** Opening Supplied information block **

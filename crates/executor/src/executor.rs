//! The Executor - single entry point for command execution.
//!
//! The Executor is a stateless dispatcher that routes commands to the
//! bucket service and converts results to outputs.

use bucketstore_core::Result;
use bucketstore_storage::StoreConfig;
use tracing::debug;

use crate::handlers::{bucket, value};
use crate::{BucketService, Command, Output, Response};

/// The command executor.
///
/// Holds the service but no state of its own; all state lives in the
/// repository.
///
/// # Thread Safety
///
/// Executor is `Send + Sync` and can be shared across threads.
///
/// # Example
///
/// ```ignore
/// use bucketstore_executor::{Command, Executor};
///
/// let executor = Executor::in_memory();
/// let output = executor.execute(Command::BucketList)?;
/// ```
#[derive(Debug, Clone)]
pub struct Executor {
    service: BucketService,
}

impl Executor {
    /// Create an executor over a service.
    pub fn new(service: BucketService) -> Self {
        Self { service }
    }

    /// Open a `SQLite`-backed executor.
    pub fn open(config: StoreConfig) -> Result<Self> {
        Ok(Self::new(BucketService::open(config)?))
    }

    /// Executor over a non-durable in-memory repository.
    pub fn in_memory() -> Self {
        Self::new(BucketService::in_memory())
    }

    /// The wrapped service.
    pub fn service(&self) -> &BucketService {
        &self.service
    }

    /// Execute a single command.
    pub fn execute(&self, cmd: Command) -> Result<Output> {
        let s = &self.service;
        match cmd {
            Command::BucketList => bucket::bucket_list(s),
            Command::BucketCreate { name, schema } => bucket::bucket_create(s, name, schema),
            Command::BucketGet { bucket } => bucket::bucket_get(s, bucket),
            Command::BucketDrop { bucket } => bucket::bucket_drop(s, bucket),
            Command::ValueGet { bucket, key } => value::value_get(s, bucket, key),
            Command::ValuePut { bucket, key, value } => value::value_put(s, bucket, key, value),
            Command::ValueDelete { bucket, key } => value::value_delete(s, bucket, key),
            Command::KeysFind { bucket, criteria } => value::keys_find(s, bucket, criteria),
        }
    }

    /// Execute commands in order, one result per command.
    ///
    /// A failing command does not stop the ones after it.
    pub fn execute_many(&self, cmds: Vec<Command>) -> Vec<Result<Output>> {
        cmds.into_iter().map(|cmd| self.execute(cmd)).collect()
    }

    /// Execute a command and render the transport response.
    pub fn respond(&self, cmd: Command) -> Response {
        let name = cmd.name();
        let creates = cmd.creates();
        match self.execute(cmd) {
            Ok(output) => Response::from_output(output, creates),
            Err(err) => {
                debug!(target: "bucketstore::executor", command = name, error = %err, "Command failed");
                Response::from_error(&err)
            }
        }
    }
}
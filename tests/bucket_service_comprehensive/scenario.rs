//! The reference walkthrough: create, write, reject, read, search.

use bucketstore::{Criteria, Error, FieldDefinition, Object, PutOutcome};

use crate::common::TestStore;

#[test]
fn users_walkthrough() {
    let store = TestStore::new();
    let service = &store.service;

    service
        .create_bucket(
            "users",
            &[
                FieldDefinition::new("age", "number").required(),
                FieldDefinition::new("active", "bool"),
            ],
        )
        .unwrap();

    let u1 = Object::new().with("age", 30.0).with("active", true);
    assert_eq!(
        service.put_value("users", "u1", &u1).unwrap(),
        PutOutcome::Created
    );

    let err = service
        .put_value("users", "u2", &Object::new().with("active", false))
        .unwrap_err();
    assert!(matches!(err, Error::MissingField(ref f) if f == "age"));

    assert_eq!(service.get_value("users", "u1").unwrap(), u1);
    assert_eq!(
        service
            .find_keys("users", &Criteria::new().with("age", "30"))
            .unwrap(),
        vec!["u1"]
    );
}

#[test]
fn invalid_bucket_name_creates_nothing() {
    let store = TestStore::new();
    let err = store
        .service
        .create_bucket("1bad", &[FieldDefinition::new("age", "number")])
        .unwrap_err();
    assert!(matches!(err, Error::InvalidBucketName(_)));
    assert!(store.service.bucket_names().unwrap().is_empty());
}
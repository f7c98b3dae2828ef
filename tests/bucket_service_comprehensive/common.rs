//! Shared helpers for the bucket service suite.

#![allow(dead_code)]

use std::sync::Once;

use bucketstore::{BucketService, FieldDefinition, StoreConfig};
use tempfile::TempDir;

static INIT_TRACING: Once = Once::new();

/// Install a test-writer subscriber once per process.
pub fn init_tracing() {
    INIT_TRACING.call_once(|| {
        let _ = tracing_subscriber::fmt()
            .with_test_writer()
            .with_max_level(tracing::Level::DEBUG)
            .try_init();
    });
}

/// File-backed service in a fresh temporary directory.
pub struct TestStore {
    pub service: BucketService,
    pub dir: TempDir,
}

impl TestStore {
    pub fn new() -> Self {
        init_tracing();
        let dir = TempDir::new().unwrap();
        let service = BucketService::open(StoreConfig::file(dir.path().join("bucketstore.db")))
            .unwrap();
        Self { service, dir }
    }

    /// Open a second service over the same database file.
    pub fn reopen(&self) -> BucketService {
        BucketService::open(StoreConfig::file(self.dir.path().join("bucketstore.db"))).unwrap()
    }
}

/// `users` schema used across the suite.
pub fn users_fields() -> Vec<FieldDefinition> {
    vec![
        FieldDefinition::new("age", "number").required().indexed(),
        FieldDefinition::new("active", "bool").indexed(),
        FieldDefinition::new("name", "string"),
    ]
}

** Closing Supplied information block **

Each line from the first line of the entries up to and including the line containing "use bucketstore_core::Result;" should be transcribed exactly, with all other lines left out.

filename crates/executor/src/executor.rs
//! The Executor - single entry point for command execution.
//!
//! The Executor is a stateless dispatcher that routes commands to the
//! bucket service and converts results to outputs.

use bucketstore_core::Result;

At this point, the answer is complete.